→ DATA SHOWN

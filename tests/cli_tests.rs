use clap::Parser;
use ui_probe::cli::commands::{format_locators, format_tree, load_snapshot};
use ui_probe::cli::config::{AppConfig, Cli, Commands, OutputFormat, load_config, log_level};
use ui_probe::error::CliError;
use ui_probe::locator::path::PathGenerator;
use ui_probe::tree::parser::DebugTreeParser;

use crate::common::utils::fixture_path;

mod common;

// ============================================================================
// CLI Argument Parsing Tests
// ============================================================================

#[test]
fn cli_parse_tree_minimal() {
    let cli = Cli::parse_from(["ui-probe", "tree", "--dump", "dump.txt"]);
    match cli.command {
        Commands::Tree {
            dump,
            format,
            strict,
        } => {
            assert_eq!(dump, "dump.txt");
            assert_eq!(format, None);
            assert!(!strict);
        }
        _ => panic!("Expected Tree command"),
    }
    assert_eq!(cli.verbose, 0);
}

#[test]
fn cli_parse_tree_all_args() {
    let cli = Cli::parse_from([
        "ui-probe", "-vv", "tree", "--dump", "d.txt", "--format", "json", "--strict",
    ]);
    match cli.command {
        Commands::Tree {
            format, strict, ..
        } => {
            assert_eq!(format, Some(OutputFormat::Json));
            assert!(strict);
        }
        _ => panic!("Expected Tree command"),
    }
    assert_eq!(cli.verbose, 2);
}

#[test]
fn cli_parse_paths() {
    let cli = Cli::parse_from([
        "ui-probe",
        "paths",
        "--dump",
        "d.txt",
        "--app",
        "XCUIApplication()",
        "--config",
        "custom.yaml",
    ]);
    match cli.command {
        Commands::Paths { dump, app, format } => {
            assert_eq!(dump, "d.txt");
            assert_eq!(app.as_deref(), Some("XCUIApplication()"));
            assert_eq!(format, None);
        }
        _ => panic!("Expected Paths command"),
    }
    assert_eq!(cli.config.as_deref(), Some("custom.yaml"));
}

#[test]
fn cli_requires_dump() {
    assert!(Cli::try_parse_from(["ui-probe", "paths"]).is_err());
}

#[test]
fn cli_rejects_unknown_format() {
    let result = Cli::try_parse_from(["ui-probe", "tree", "--dump", "d.txt", "--format", "jsn"]);
    assert!(result.is_err());
}

#[test]
fn log_level_follows_verbosity() {
    assert_eq!(log_level(0), "warn");
    assert_eq!(log_level(1), "info");
    assert_eq!(log_level(2), "debug");
    assert_eq!(log_level(7), "trace");
}

// ============================================================================
// Config File Tests
// ============================================================================

#[test]
fn config_missing_file_uses_defaults() {
    let config = load_config(Some("nonexistent_file_that_does_not_exist.yaml"));
    assert_eq!(config, AppConfig::default());
    assert_eq!(config.app_name, "app");
    assert_eq!(config.format, OutputFormat::Console);
    assert!(!config.strict);
}

#[test]
fn config_partial_yaml_fills_defaults() {
    let dir = std::env::temp_dir().join("ui_probe_cli_config_test");
    std::fs::create_dir_all(&dir).unwrap();
    let path = dir.join("ui-probe.yaml");
    std::fs::write(&path, "app_name: XCUIApplication()\nstrict: true\n").unwrap();

    let config = load_config(path.to_str());
    assert_eq!(config.app_name, "XCUIApplication()");
    assert!(config.strict);
    assert_eq!(config.format, OutputFormat::Console);

    let _ = std::fs::remove_dir_all(&dir);
}

#[test]
fn config_reads_output_format() {
    let dir = std::env::temp_dir().join("ui_probe_cli_format_config_test");
    std::fs::create_dir_all(&dir).unwrap();
    let path = dir.join("ui-probe.yaml");
    std::fs::write(&path, "format: json\n").unwrap();

    let config = load_config(path.to_str());
    assert_eq!(config.format, OutputFormat::Json);
    assert_eq!(config.app_name, "app");

    let _ = std::fs::remove_dir_all(&dir);
}

#[test]
fn config_malformed_yaml_uses_defaults() {
    let dir = std::env::temp_dir().join("ui_probe_cli_bad_config_test");
    std::fs::create_dir_all(&dir).unwrap();
    let path = dir.join("ui-probe.yaml");
    std::fs::write(&path, "strict: [not, a, bool").unwrap();

    assert_eq!(load_config(path.to_str()), AppConfig::default());

    let _ = std::fs::remove_dir_all(&dir);
}

// ============================================================================
// Command Helpers
// ============================================================================

#[test]
fn load_snapshot_reports_missing_file() {
    match load_snapshot("no/such/dump.txt") {
        Err(CliError::Io { path, .. }) => assert_eq!(path, "no/such/dump.txt"),
        other => panic!("expected Io error, got {:?}", other.map(|s| s.tree.len())),
    }
}

#[test]
fn load_snapshot_surfaces_malformed_dump() {
    let err = load_snapshot(&fixture_path("malformed.txt")).unwrap_err();
    assert!(matches!(err, CliError::Dump(_)));
}

#[test]
fn format_tree_indents_from_root() {
    let snapshot = load_snapshot(&fixture_path("login_screen.txt")).unwrap();
    let out = format_tree(&snapshot.tree);
    let lines: Vec<&str> = out.lines().collect();

    assert_eq!(lines.len(), 12);
    assert_eq!(lines[0], "Application 0x600000d04000 label='Notes'");
    assert_eq!(lines[1], "  Window 0x600000d04100 (main)");
    assert_eq!(
        lines[9],
        "      Button 0x600000d04900 identifier='submit' label='Sign In'"
    );
}

#[test]
fn format_tree_shows_unrecognized_type_name() {
    let snapshot = DebugTreeParser::parse_lines([
        "  Application 0x1: ",
        "    Hologram 0x2: label: 'x'",
        "    Other 0x3: ",
    ])
    .unwrap();
    let out = format_tree(&snapshot.tree);
    let lines: Vec<&str> = out.lines().collect();

    assert_eq!(lines[1], "  Hologram 0x2 (as Other) label='x'");
    assert_eq!(lines[2], "  Other 0x3");

    let json = serde_json::to_value(snapshot.tree.view(snapshot.tree.root())).unwrap();
    assert_eq!(json["children"][0]["unrecognized_type"], "Hologram");
    assert!(json["children"][1].get("unrecognized_type").is_none());
}

#[test]
fn format_locators_marks_duplicates() {
    let snapshot = load_snapshot(&fixture_path("login_screen.txt")).unwrap();
    let entries = PathGenerator::new(&snapshot.tree, "app").generate_all();
    let out = format_locators(&entries);

    let first = out.lines().next().unwrap();
    assert!(first.starts_with("0x600000d04000"));
    assert!(first.ends_with("app  (duplicate)"));
    assert!(out.contains("app.secureTextFields[\"password\"]\n"));
}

→ EXERCISE DETAILS
When a line in the records above contains the word "label", copy it.

→ WRITTEN RESPONSE
    assert_eq!(lines[0], "Application 0x600000d04000 label='Notes'");
        "      Button 0x600000d04900 identifier='submit' label='Sign In'"
        "    Hologram 0x2: label: 'x'",
    assert_eq!(lines[1], "  Hologram 0x2 (as Other) label='x'");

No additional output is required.